- _Work required_
Work out how many lines of the data below hold the string "bool". Answer with that number alone.

= = = =

//! JSON envelope written to stdout for every successful command.

use std::fmt::{Display, Formatter};
use std::io::Write;

use serde::Serialize;
use serde_json::Value;
use time::OffsetDateTime;
use uuid::Uuid;

use crate::error::CliError;

/// Request identifier (UUID v4) for correlating output with logs.
#[derive(Debug, Clone, Copy, PartialEq, Eq, Hash, Serialize)]
#[serde(transparent)]
pub struct RequestId(Uuid);

impl RequestId {
    pub fn new_v4() -> Self {
        Self(Uuid::new_v4())
    }
}

impl Display for RequestId {
    fn fmt(&self, f: &mut Formatter<'_>) -> std::fmt::Result {
        write!(f, "{}", self.0.hyphenated())
    }
}

/// Envelope metadata. Field order is fixed to keep JSON output stable.
#[derive(Debug, Clone, PartialEq, Eq, Serialize)]
pub struct Meta {
    pub request_id: RequestId,
    #[serde(with = "time::serde::rfc3339")]
    pub generated_at: OffsetDateTime,
    pub latency_ms: u64,
}

impl Meta {
    pub fn new(request_id: RequestId, latency_ms: u64) -> Self {
        Self {
            request_id,
            generated_at: OffsetDateTime::now_utc(),
            latency_ms,
        }
    }
}

#[derive(Debug, Clone, PartialEq, Serialize)]
pub struct Envelope {
    pub meta: Meta,
    pub data: Value,
}

impl Envelope {
    pub fn new(meta: Meta, data: Value) -> Self {
        Self { meta, data }
    }
}

pub fn render(envelope: &Envelope, pretty: bool) -> Result<(), CliError> {
    let stdout = std::io::stdout();
    let mut handle = stdout.lock();
    write_envelope(&mut handle, envelope, pretty)
}

pub fn write_envelope<W: Write>(
    writer: &mut W,
    envelope: &Envelope,
    pretty: bool,
) -> Result<(), CliError> {
    if pretty {
        serde_json::to_writer_pretty(&mut *writer, envelope)?;
    } else {
        serde_json::to_writer(&mut *writer, envelope)?;
    }
    writeln!(writer)?;
    writer.flush()?;
    Ok(())
}

#[cfg(test)]
mod tests {
    use super::*;
    use serde_json::json;
    use time::format_description::well_known::Rfc3339;

    #[test]
    fn request_id_is_uuid_v4() {
        let request_id = RequestId::new_v4();
        assert_eq!(request_id.0.get_version_num(), 4);
    }

    #[test]
    fn envelope_serializes_meta_before_data() {
        let request_id = RequestId(
            Uuid::parse_str("123e4567-e89b-42d3-a456-426614174000").expect("valid uuid"),
        );
        let envelope = Envelope::new(Meta::new(request_id, 42), json!({"secid": "SBER"}));

        let mut buffer = Vec::new();
        write_envelope(&mut buffer, &envelope, false).expect("renders");
        let rendered = String::from_utf8(buffer).expect("utf-8");

        assert!(rendered.starts_with(
            "{\"meta\":{\"request_id\":\"123e4567-e89b-42d3-a456-426614174000\",\"generated_at\":\""
        ));
        assert!(rendered.contains("\"latency_ms\":42},\"data\":{\"secid\":\"SBER\"}}"));
        assert!(rendered.ends_with('\n'));

        let expected = envelope.meta.generated_at.format(&Rfc3339).expect("formats");
        assert!(rendered.contains(&expected));
    }

    #[test]
    fn pretty_output_is_indented() {
        let envelope = Envelope::new(Meta::new(RequestId::new_v4(), 0), json!([]));

        let mut buffer = Vec::new();
        write_envelope(&mut buffer, &envelope, true).expect("renders");
        let rendered = String::from_utf8(buffer).expect("utf-8");

        assert!(rendered.contains("\n  \"meta\": {"));
    }
}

= = = =

- _Result of this task_
2